■ PROMPT ■
From the data below, copy exactly the lines that lie between the one holding "instance_types: [t2.micro]" and the one holding "assert!(document.create_iam_roles_for_service_accounts);", including both, and nothing more.

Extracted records
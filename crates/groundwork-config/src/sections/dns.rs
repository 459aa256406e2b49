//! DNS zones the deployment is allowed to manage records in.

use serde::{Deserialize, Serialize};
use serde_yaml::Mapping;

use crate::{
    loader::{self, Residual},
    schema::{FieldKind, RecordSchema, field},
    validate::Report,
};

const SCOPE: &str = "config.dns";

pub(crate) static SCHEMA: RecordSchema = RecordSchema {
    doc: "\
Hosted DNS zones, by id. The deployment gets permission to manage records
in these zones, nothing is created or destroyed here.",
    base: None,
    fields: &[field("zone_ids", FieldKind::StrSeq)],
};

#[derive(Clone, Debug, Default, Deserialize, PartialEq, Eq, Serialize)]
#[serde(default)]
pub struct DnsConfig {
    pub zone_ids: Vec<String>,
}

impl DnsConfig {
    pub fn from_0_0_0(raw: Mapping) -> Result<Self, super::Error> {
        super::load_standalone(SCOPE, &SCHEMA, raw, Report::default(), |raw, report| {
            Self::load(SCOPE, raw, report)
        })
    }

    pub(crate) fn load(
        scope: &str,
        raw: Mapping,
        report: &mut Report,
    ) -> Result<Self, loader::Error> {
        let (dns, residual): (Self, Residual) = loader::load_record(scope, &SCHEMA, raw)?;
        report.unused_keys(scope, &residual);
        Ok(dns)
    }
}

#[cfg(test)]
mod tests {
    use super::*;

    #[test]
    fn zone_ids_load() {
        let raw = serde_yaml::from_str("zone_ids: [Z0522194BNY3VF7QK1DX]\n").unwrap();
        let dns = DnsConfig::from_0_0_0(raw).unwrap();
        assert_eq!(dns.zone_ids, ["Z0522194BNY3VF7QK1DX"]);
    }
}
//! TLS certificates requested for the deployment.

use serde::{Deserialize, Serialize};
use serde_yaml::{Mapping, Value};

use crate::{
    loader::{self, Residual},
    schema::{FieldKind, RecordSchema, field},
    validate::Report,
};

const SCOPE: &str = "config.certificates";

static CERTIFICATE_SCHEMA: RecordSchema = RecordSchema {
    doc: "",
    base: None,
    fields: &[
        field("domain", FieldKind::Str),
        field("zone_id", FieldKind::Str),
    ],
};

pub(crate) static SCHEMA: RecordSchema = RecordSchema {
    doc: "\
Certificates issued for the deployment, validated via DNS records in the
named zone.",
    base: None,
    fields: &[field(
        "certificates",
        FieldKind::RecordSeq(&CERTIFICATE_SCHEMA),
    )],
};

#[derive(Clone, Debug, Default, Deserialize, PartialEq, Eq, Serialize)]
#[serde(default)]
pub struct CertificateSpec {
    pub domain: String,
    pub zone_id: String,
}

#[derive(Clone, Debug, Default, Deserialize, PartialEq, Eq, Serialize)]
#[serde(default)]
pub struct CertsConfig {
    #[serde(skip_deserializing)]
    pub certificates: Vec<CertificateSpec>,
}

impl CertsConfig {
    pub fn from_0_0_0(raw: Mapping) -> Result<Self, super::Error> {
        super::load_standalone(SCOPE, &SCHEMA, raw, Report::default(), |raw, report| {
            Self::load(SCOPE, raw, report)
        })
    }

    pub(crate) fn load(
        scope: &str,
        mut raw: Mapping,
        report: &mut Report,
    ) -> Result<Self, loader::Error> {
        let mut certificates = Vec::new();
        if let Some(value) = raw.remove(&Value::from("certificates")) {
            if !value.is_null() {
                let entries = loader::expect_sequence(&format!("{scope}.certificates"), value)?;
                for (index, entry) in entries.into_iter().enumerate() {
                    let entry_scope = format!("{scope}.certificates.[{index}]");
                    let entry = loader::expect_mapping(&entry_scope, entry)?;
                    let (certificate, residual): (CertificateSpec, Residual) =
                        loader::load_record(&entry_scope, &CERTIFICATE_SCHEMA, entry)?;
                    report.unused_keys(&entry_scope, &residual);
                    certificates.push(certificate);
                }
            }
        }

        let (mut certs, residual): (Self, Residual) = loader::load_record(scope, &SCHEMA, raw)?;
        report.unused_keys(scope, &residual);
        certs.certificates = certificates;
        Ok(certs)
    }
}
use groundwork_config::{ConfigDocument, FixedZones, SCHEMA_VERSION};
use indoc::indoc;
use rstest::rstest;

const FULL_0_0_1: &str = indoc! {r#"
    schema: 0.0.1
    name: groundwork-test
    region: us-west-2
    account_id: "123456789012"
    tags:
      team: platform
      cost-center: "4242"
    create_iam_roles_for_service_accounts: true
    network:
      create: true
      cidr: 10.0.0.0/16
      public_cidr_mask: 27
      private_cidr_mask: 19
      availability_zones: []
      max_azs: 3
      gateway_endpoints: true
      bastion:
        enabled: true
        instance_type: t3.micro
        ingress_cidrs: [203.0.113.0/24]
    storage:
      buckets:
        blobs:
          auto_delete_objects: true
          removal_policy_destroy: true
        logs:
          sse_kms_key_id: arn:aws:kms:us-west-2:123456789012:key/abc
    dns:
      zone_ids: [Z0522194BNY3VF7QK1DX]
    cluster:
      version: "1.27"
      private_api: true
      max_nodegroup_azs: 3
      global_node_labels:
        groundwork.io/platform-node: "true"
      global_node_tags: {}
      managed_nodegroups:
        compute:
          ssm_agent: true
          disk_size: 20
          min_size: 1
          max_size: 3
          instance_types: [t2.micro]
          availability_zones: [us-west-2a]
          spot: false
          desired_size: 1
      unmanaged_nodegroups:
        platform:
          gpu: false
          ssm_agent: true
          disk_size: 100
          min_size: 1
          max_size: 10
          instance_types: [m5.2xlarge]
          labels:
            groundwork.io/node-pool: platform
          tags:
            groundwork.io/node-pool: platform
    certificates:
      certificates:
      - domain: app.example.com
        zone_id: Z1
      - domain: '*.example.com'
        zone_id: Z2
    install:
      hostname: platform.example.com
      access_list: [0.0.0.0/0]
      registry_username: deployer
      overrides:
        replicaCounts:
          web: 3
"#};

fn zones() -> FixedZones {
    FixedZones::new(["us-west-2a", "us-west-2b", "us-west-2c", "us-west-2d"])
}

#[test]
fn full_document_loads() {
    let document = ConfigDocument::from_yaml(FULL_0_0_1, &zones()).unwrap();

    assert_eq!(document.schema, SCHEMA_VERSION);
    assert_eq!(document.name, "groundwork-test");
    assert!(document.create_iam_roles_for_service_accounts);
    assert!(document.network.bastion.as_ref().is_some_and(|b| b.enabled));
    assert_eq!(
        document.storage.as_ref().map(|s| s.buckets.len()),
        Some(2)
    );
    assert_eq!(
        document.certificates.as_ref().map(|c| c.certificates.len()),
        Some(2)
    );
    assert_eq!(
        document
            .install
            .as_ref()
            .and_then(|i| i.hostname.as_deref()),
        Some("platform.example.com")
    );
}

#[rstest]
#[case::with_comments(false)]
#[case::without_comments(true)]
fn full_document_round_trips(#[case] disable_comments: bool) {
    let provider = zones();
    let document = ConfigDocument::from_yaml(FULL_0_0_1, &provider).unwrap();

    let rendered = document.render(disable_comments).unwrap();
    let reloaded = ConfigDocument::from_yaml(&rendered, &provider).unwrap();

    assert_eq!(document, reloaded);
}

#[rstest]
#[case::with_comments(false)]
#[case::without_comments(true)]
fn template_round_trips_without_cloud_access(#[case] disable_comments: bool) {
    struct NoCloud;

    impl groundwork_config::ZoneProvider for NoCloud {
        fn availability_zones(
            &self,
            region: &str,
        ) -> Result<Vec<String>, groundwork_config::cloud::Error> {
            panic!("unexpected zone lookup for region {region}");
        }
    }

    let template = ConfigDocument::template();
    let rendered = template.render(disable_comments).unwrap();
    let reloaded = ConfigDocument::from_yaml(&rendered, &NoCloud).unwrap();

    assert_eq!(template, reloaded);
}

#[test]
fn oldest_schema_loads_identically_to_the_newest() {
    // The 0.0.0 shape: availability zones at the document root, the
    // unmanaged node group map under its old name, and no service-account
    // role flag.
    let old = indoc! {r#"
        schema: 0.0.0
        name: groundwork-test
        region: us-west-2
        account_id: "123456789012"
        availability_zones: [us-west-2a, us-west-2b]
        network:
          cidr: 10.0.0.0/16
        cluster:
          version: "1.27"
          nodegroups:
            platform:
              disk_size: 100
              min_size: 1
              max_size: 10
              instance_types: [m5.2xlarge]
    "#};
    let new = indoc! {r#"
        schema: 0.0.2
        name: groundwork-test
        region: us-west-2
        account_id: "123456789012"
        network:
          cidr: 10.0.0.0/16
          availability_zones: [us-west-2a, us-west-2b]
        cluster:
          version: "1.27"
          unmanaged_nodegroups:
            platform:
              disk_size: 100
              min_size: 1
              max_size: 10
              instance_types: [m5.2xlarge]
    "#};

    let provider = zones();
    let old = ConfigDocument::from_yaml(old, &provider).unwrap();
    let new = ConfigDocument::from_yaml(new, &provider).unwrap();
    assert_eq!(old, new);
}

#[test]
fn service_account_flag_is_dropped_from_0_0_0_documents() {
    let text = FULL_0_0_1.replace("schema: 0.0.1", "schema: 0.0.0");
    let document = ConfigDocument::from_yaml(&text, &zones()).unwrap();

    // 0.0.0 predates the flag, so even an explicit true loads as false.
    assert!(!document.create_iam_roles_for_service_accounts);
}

■ EXERCISE ANSWER ■
          instance_types: [t2.micro]
          availability_zones: [us-west-2a]
          spot: false
          desired_size: 1
      unmanaged_nodegroups:
        platform:
          gpu: false
          ssm_agent: true
          disk_size: 100
          min_size: 1
          max_size: 10
          instance_types: [m5.2xlarge]
          labels:
            groundwork.io/node-pool: platform
          tags:
            groundwork.io/node-pool: platform
    certificates:
      certificates:
      - domain: app.example.com
        zone_id: Z1
      - domain: '*.example.com'
        zone_id: Z2
    install:
      hostname: platform.example.com
      access_list: [0.0.0.0/0]
      registry_username: deployer
      overrides:
        replicaCounts:
          web: 3
"#};

fn zones() -> FixedZones {
    FixedZones::new(["us-west-2a", "us-west-2b", "us-west-2c", "us-west-2d"])
}

#[test]
fn full_document_loads() {
    let document = ConfigDocument::from_yaml(FULL_0_0_1, &zones()).unwrap();

    assert_eq!(document.schema, SCHEMA_VERSION);
    assert_eq!(document.name, "groundwork-test");
    assert!(document.create_iam_roles_for_service_accounts);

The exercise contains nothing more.